::: DATA LISTING :::

use lazy_static::lazy_static;
use prometheus::{
    Counter, Histogram, IntCounter,
    register_counter, register_histogram, register_int_counter,
};
use std::time::Instant;

lazy_static! {
    // Backend query metrics
    pub static ref BACKEND_QUERIES: IntCounter = register_int_counter!(
        "metric_backend_queries_total",
        "Total number of range queries issued to the metrics backend"
    ).unwrap();

    pub static ref BACKEND_QUERY_FAILURES: Counter = register_counter!(
        "metric_backend_query_failures_total",
        "Total number of range queries failing in transport or decode"
    ).unwrap();

    pub static ref BACKEND_QUERY_DURATION: Histogram = register_histogram!(
        "metric_backend_query_duration_seconds",
        "Round trip time for backend range queries",
        vec![0.01, 0.05, 0.1, 0.5, 1.0, 2.0, 5.0]
    ).unwrap();

    // Normalization metrics
    pub static ref POINTS_DROPPED: IntCounter = register_int_counter!(
        "metric_points_dropped_total",
        "Total number of data points dropped during normalization"
    ).unwrap();

    pub static ref SERIES_EMITTED: IntCounter = register_int_counter!(
        "metric_series_emitted_total",
        "Total number of normalized series emitted"
    ).unwrap();
}

pub struct QueryTimer {
    start: Instant,
}

impl QueryTimer {
    pub fn new() -> Self {
        BACKEND_QUERIES.inc();
        Self {
            start: Instant::now(),
        }
    }
}

impl Drop for QueryTimer {
    fn drop(&mut self) {
        let duration = self.start.elapsed().as_secs_f64();
        BACKEND_QUERY_DURATION.observe(duration);
    }
}

pub fn record_query_failure() {
    BACKEND_QUERY_FAILURES.inc();
}

pub fn record_dropped_point() {
    POINTS_DROPPED.inc();
}

pub fn record_emitted_series(count: usize) {
    SERIES_EMITTED.inc_by(count as u64);
}
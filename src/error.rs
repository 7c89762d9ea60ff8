use thiserror::Error;

#[derive(Debug, Error)]
pub enum MetricQueryError {
    #[error("Validation error: {0}")]
    Validation(String),

    #[error("Backend unavailable: {0}")]
    BackendUnavailable(String),

    #[error("Decode error: {0}")]
    Decode(String),
}

impl From<reqwest::Error> for MetricQueryError {
    fn from(err: reqwest::Error) -> Self {
        if err.is_decode() {
            MetricQueryError::Decode(err.to_string())
        } else {
            MetricQueryError::BackendUnavailable(err.to_string())
        }
    }
}

impl From<serde_json::Error> for MetricQueryError {
    fn from(err: serde_json::Error) -> Self {
        MetricQueryError::Decode(err.to_string())
    }
}

pub type Result<T> = std::result::Result<T, MetricQueryError>;
//! # datetimepicker-cli
//!
//! Management commands for datetimepicker-rs.
//!
//! - `translate` - translate a format string between picker and ICU tokens
//! - `options` - print the picker options a field would send to the widget
//! - `check` - validate the vocabularies and the configured picker defaults
//!
//! ```rust
//! use datetimepicker_cli::command::CommandRegistry;
//! use datetimepicker_cli::commands::register_builtin_commands;
//!
//! let mut registry = CommandRegistry::new();
//! register_builtin_commands(&mut registry);
//! assert_eq!(registry.list_commands(), ["check", "options", "translate"]);
//! ```

pub mod command;
pub mod commands;

pub use command::{CommandRegistry, ManagementCommand};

:::

■ **WORK TO BE COMPLETED**: Where a line of the records includes "Instant", copy it.

■ **EXERCISE RESPONSE**:
use std::time::Instant;
    start: Instant,
            start: Instant::now(),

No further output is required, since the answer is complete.